Books to Help the Understanding of the Health Impact of Chemicals – Part One

We live in a growing “soup” of chemicals.  This environment has important health implications which are becoming progressively more common and better understood.  The difficult task is for each individual to become more informed so that they better understand their particular health concerns.  Today’s blog starts the discussion of three very well written books to help with this seemingly complicated task.

The first is the book The Excitotoxins:  The Taste That Kills by Russell Blaylock, MD.  My first interest in this book came from the need to better understand the interaction of food with migraine headache.  The “excitotoxins” that Dr. Blaylock discusses in this book are both chemicals and modified food products.  The unique property of this group of food additives is that they can over-excite neurons or nerve cells to the point that they dysfunction and become injured.

Because the exposure to excitotoxins in food is ongoing, these substances may induce gradual, progressive damage to neurons in the brain, and are likely to be a factor in the epidemic of degenerative brain disorders such as dementia, Alzheimer’s Disease, Parkinson’s disease and several others.  Another group of disorders also appear to be related including migraine, ADD, ADHD. 

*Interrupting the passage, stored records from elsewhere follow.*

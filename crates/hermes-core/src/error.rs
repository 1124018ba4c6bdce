//! Error types for the core crate.

use thiserror::Error;

/// Errors raised while configuring process-wide logging state.
#[derive(Debug, Error, Clone, PartialEq, Eq)]
pub enum CoreError {
    /// Global log fields were already fixed, either by an earlier call or
    /// because the root logger was used before configuration.
    #[error("global log fields are already initialized")]
    GlobalFieldsAlreadySet,
}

Two very notable excitotoxins are monosodium glutamate and aspartame.  MSG is a taste additive in many foods and aspartame is an artificial (that should tell us something!) sweetener.  The breakdown products of these additives, such as a single molecule of glutamate, can act as neurotransmitters and activate receptors in the brain called NMDA receptors.  These are receptors that “excite” brain neurons, something that must be done only in measured amounts. The brain is normally protected from high exposure to these two neurotransmitters by the special lining of the arteries of the brain called the blood brain barrier (BBB).  However, some people have variations of the BBB making them more susceptible to higher brain fluctuations associated with diet.  Many health problems also weaken the BBB increasing the population with higher brain levels of excitotoxins associated with diet.

So why would we add these things to food in the first place?  The answer is simple.  There is a strong economic interest.  Taste enhancers also enhance activation of nerves in the mouth and tongue (taste buds) which excite the center in the brain that drives the desire to eat; a good objective if you are selling the food but not so if you are the consumer.  The taste of sweet and the taste of glutamate drive pleasurable taste.

Because many people have a direct negative effect from the strongest source of glutamate, MSG or monosodium glutamate, we have “sham” labeling requirements to disclose them.  If they are added directly to food, it has to be listed in the ingredient list.  However, if wholesale manufacturer “A” concentrates glutamate from some vegetable protein source, they can sell that to food manufacturer “B” as “hydrolyzed vegetable protein”.  Manufacturer “B” then adds that ingredient to their packaged food and is only require to disclose “hydrolyzed vegetable protein”.

Dr. Blaylock’s book gives lists of food ingredients which hide higher levels of excitotoxins.  Perhaps more importantly, he helps with the understanding of the very negative impact of these altered food products on the human brain and nervous system.

The Excitotoxins:  The Taste That Kills is a must read for anyone who has a brain, literally!